The Good Men Project is something I’ve been vaguely meaning to learn more about recently. Some prominent feminist men (and women) have been writing for them, and they’ve gotten some good buzz from other folks I respect. So I followed them on Twitter a few days ago, and recently clicked through to a piece on their site for the first time.
Um, wow.
It’s a map of the countries of the world, color-coded by penis size, under the headline “Who Has the Biggest Penises in the World?”
A few things about this map.
First, it’s bullshit. I’ve done a spot check on about a dozen of the (vaguely identified) national data sources, and literally none of them have panned out. Some are completely fictitious, others are real people or organizations with no connection to this kind of work, still others combine the names of actual studies with made-up data. (None of this should be surprising, by the way, as the original compiler of the stats makes his living selling penis enlargement equipment and home laser hair restoration devices.)

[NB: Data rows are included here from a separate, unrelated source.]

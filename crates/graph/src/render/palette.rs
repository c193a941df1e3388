//! Named colors used by the render dispatcher.

/// RGB color representation (0-255 per channel)
#[derive(Debug, Clone, Copy, PartialEq, Eq, Hash)]
pub struct RgbColor {
    pub r: u8,
    pub g: u8,
    pub b: u8,
}

impl RgbColor {
    #[must_use]
    pub const fn new(r: u8, g: u8, b: u8) -> Self {
        Self { r, g, b }
    }

    /// Convert to hex string (#RRGGBB)
    #[must_use]
    pub fn to_hex(&self) -> String {
        format!("#{:02X}{:02X}{:02X}", self.r, self.g, self.b)
    }
}

pub const NODE: RgbColor = RgbColor::new(173, 216, 230); // lightblue
pub const SOURCE_NODE: RgbColor = RgbColor::new(144, 238, 144); // lightgreen
pub const TARGET_NODE: RgbColor = RgbColor::new(250, 128, 114); // salmon
pub const PATH_NODE: RgbColor = RgbColor::new(255, 165, 0); // orange
pub const EDGE: RgbColor = RgbColor::new(128, 128, 128); // gray
pub const TRAVERSAL_EDGE: RgbColor = RgbColor::new(0, 0, 255); // blue
pub const PATH_EDGE: RgbColor = RgbColor::new(255, 0, 0); // red
pub const SPANNING_EDGE: RgbColor = RgbColor::new(0, 128, 0); // green
pub const TEXT: RgbColor = RgbColor::new(0, 0, 0);
pub const BACKGROUND: RgbColor = RgbColor::new(255, 255, 255);

/// Opacity of base edges.
pub const EDGE_ALPHA: f32 = 0.6;
/// Opacity of highlighted edges.
pub const HIGHLIGHT_ALPHA: f32 = 0.8;
/// Opacity of base nodes.
pub const NODE_ALPHA: f32 = 0.9;
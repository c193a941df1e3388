#![deny(clippy::unwrap_used)]
#![deny(clippy::expect_used)]
#![deny(clippy::panic)]

//! # edgeviz
//!
//! Command-line and desktop front ends for the edgeviz graph algorithm
//! visualizer.

pub mod cli;
pub mod commands;

pub use edgeviz_core;
pub use edgeviz_graph;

Second, it’s racist bullshit. The map’s “data” portrays Africans and Latins as big, Asians as small, and white folks are somewhere in between. This isn’t necessarily racist in and of itself — some stereotypes are true, after all, and this may be one of them — but remember that the numbers in this map are made up. The folks who compiled it aren’t testing racial stereotypes against scientific research, they’re propagating them via fiction that masquerades as fact. And the implicit racism in the map is made explicit in the article it cites as the source for its data, which claims that “in Africa, where the temperature reaches high levels, people adapt to the conditions and their limbs are more slender, elongated, their outward growths have a greater area, and this applies to their lips, nose, ears, fingers, palms, soles, and also for men [sic] penis.”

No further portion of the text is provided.